The Brain Autonomy and Resiliency (BAR) Lab is proud to highlight the recent publication of two peer-reviewed research papers presented at the IEEE SoutheastCon 2026 conference in Huntsville, Alabama. Led by Dr. Saman Sargolzaei, associate professor of engineering, the work reflects the lab’s continued commitment to advancing intelligent systems, human-centered autonomy, and sustainable technologies.
The BAR Lab team, including undergraduate researchers Justin Finn, Thomas Paxton, Jesse Warren, Arden Stanley, Seth Hatchett, Connor Viana, and collaborators from interdisciplinary fields, actively contributed to the conference through paper presentations, technical session leadership, and participation in software, circuit design, and ethics competitions.
Advancing Sustainable Agriculture with Autonomous Systems
The first paper, “Autonomous Ground Vehicle for Precision Weed Detection and Targeted Pesticide Spraying Using Deep Learning,” presents an innovative approach to precision agriculture. The research introduces an AI-powered autonomous ground vehicle that integrates LiDAR-based navigation with a real-time computer vision system using the YOLO deep learning framework.
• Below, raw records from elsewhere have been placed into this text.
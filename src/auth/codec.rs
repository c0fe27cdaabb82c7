// Signed, time-bound token encoding (JWT)

use std::sync::Arc;

use chrono::{DateTime, Utc};
use jsonwebtoken::{
    crypto, decode, encode, errors::ErrorKind, Algorithm, DecodingKey, EncodingKey, Header, Validation,
};
use serde::{Deserialize, Serialize};

use crate::auth::{clock::Clock, error::AuthError, models::Role};

/// Distinguishes access from refresh tokens inside the signed payload
#[derive(Debug, Clone, Copy, PartialEq, Eq, Serialize, Deserialize)]
#[serde(rename_all = "lowercase")]
pub enum TokenKind {
    Access,
    Refresh,
}

/// JWT claims structure
#[derive(Debug, Clone, PartialEq, Eq, Serialize, Deserialize)]
pub struct Claims {
    pub sub: i32, // user_id
    /// Role at issuance; access tokens only
    #[serde(default, skip_serializing_if = "Option::is_none")]
    pub role: Option<Role>,
    pub token_type: TokenKind,
    pub jti: String,
    pub iat: i64, // issued at timestamp
    pub exp: i64, // expiration timestamp
}

impl Claims {
    pub fn expires_at(&self) -> Option<DateTime<Utc>> {
        DateTime::from_timestamp(self.exp, 0)
    }
}

/// Encodes and verifies tokens with one shared secret and one HMAC algorithm
#[derive(Clone)]
pub struct TokenCodec {
    algorithm: Algorithm,
    encoding_key: EncodingKey,
    decoding_key: DecodingKey,
    clock: Arc<dyn Clock>,
}

impl std::fmt::Debug for TokenCodec {
    fn fmt(&self, f: &mut std::fmt::Formatter<'_>) -> std::fmt::Result {
        f.debug_struct("TokenCodec")
            .field("algorithm", &self.algorithm)
            .field("clock", &self.clock)
            .finish_non_exhaustive()
    }
}

/// HMAC family only: the secret is a shared string, so asymmetric
/// algorithms cannot be configured.
pub fn is_supported_algorithm(algorithm: Algorithm) -> bool {
    matches!(algorithm, Algorithm::HS256 | Algorithm::HS384 | Algorithm::HS512)
}

impl TokenCodec {
    pub fn new(secret: &str, algorithm: Algorithm, clock: Arc<dyn Clock>) -> Result<Self, AuthError> {
        if !is_supported_algorithm(algorithm) {
            return Err(AuthError::Internal(format!(
                "unsupported signing algorithm {:?}",
                algorithm
            )));
        }
        if secret.is_empty() {
            return Err(AuthError::Internal("signing secret is empty".to_string()));
        }

        Ok(Self {
            algorithm,
            encoding_key: EncodingKey::from_secret(secret.as_bytes()),
            decoding_key: DecodingKey::from_secret(secret.as_bytes()),
            clock,
        })
    }

    pub fn algorithm(&self) -> Algorithm {
        self.algorithm
    }

    pub fn now(&self) -> DateTime<Utc> {
        self.clock.now()
    }

    pub fn encode(&self, claims: &Claims) -> Result<String, AuthError> {
        encode(&Header::new(self.algorithm), claims, &self.encoding_key)
            .map_err(|e| AuthError::Internal(format!("token encoding failed: {}", e)))
    }

    /// Verify signature, algorithm and expiry, whatever the token kind.
    ///
    /// Expiry is checked against the injected clock; the library's own
    /// time check is disabled.
    pub(crate) fn decode(&self, token: &str) -> Result<Claims, AuthError> {
        self.verify_signature(token)?;

        let mut validation = Validation::new(self.algorithm);
        validation.validate_exp = false;
        validation.leeway = 0;

        let claims = decode::<Claims>(token, &self.decoding_key, &validation)
            .map(|data| data.claims)
            .map_err(|e| match e.kind() {
                ErrorKind::InvalidSignature | ErrorKind::InvalidAlgorithm => AuthError::SignatureInvalid,
                _ => AuthError::Malformed,
            })?;

        if claims.exp <= claims.iat {
            return Err(AuthError::Malformed);
        }
        if self.clock.now().timestamp() >= claims.exp {
            return Err(AuthError::Expired);
        }

        Ok(claims)
    }

    /// Check the MAC over `header.payload` before either segment is parsed,
    /// so a change anywhere in a three-segment token is a signature failure.
    fn verify_signature(&self, token: &str) -> Result<(), AuthError> {
        let mut segments = token.rsplitn(2, '.');
        let (Some(signature), Some(message)) = (segments.next(), segments.next()) else {
            return Err(AuthError::Malformed);
        };
        if message.matches('.').count() != 1 {
            return Err(AuthError::Malformed);
        }

        match crypto::verify(signature, message.as_bytes(), &self.decoding_key, self.algorithm) {
            Ok(true) => Ok(()),
            Ok(false) | Err(_) => Err(AuthError::SignatureInvalid),
        }
    }
}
This system enables accurate detection and classification of weeds in real time, followed by targeted pesticide application. By limiting chemical use strictly to identified weed regions, the platform significantly reduces environmental impact, lowers operational costs, and promotes sustainable farming practices. Experimental results demonstrate strong performance in object detection accuracy and system feasibility in real-world agricultural settings.
Understanding Cognitive Load in Autonomous Driving
In collaboration with Resilient Autonomous Networked Control Systems (RANCS) Lab, The second paper, “Assessment of Driver Cognitive Load in Autonomous Driving Using Extended Reality Simulation,” explores how advanced driver assistance systems (ADAS) influence human cognitive load. Using an extended reality (XR) driving simulator, the study integrates EEG, heart rate variability (HRV), and eye-tracking data to evaluate driver responses under different driving conditions.
Findings suggest that fully autonomous driving and AI-assisted steering reduce cognitive load, as evidenced by changes in neural activity and physiological signals. In contrast, manual driving and AI-assisted throttle showed less significant impact. This work provides important insights into the design of safer and more effective human-autonomy interaction systems.
A Collaborative and Interdisciplinary Effort
Both projects highlight the BAR Lab’s interdisciplinary approach, bringing together expertise in engineering, computer science, biology, agriculture, and human factors. Collaborators included faculty and students from multiple departments, as well as external partners.
These publications underscore the BAR Lab’s mission to develop intelligent, resilient systems that enhance human performance while addressing real-world challenges in transportation, agriculture, and beyond.
Both papers are now accessible through IEEE Xplore.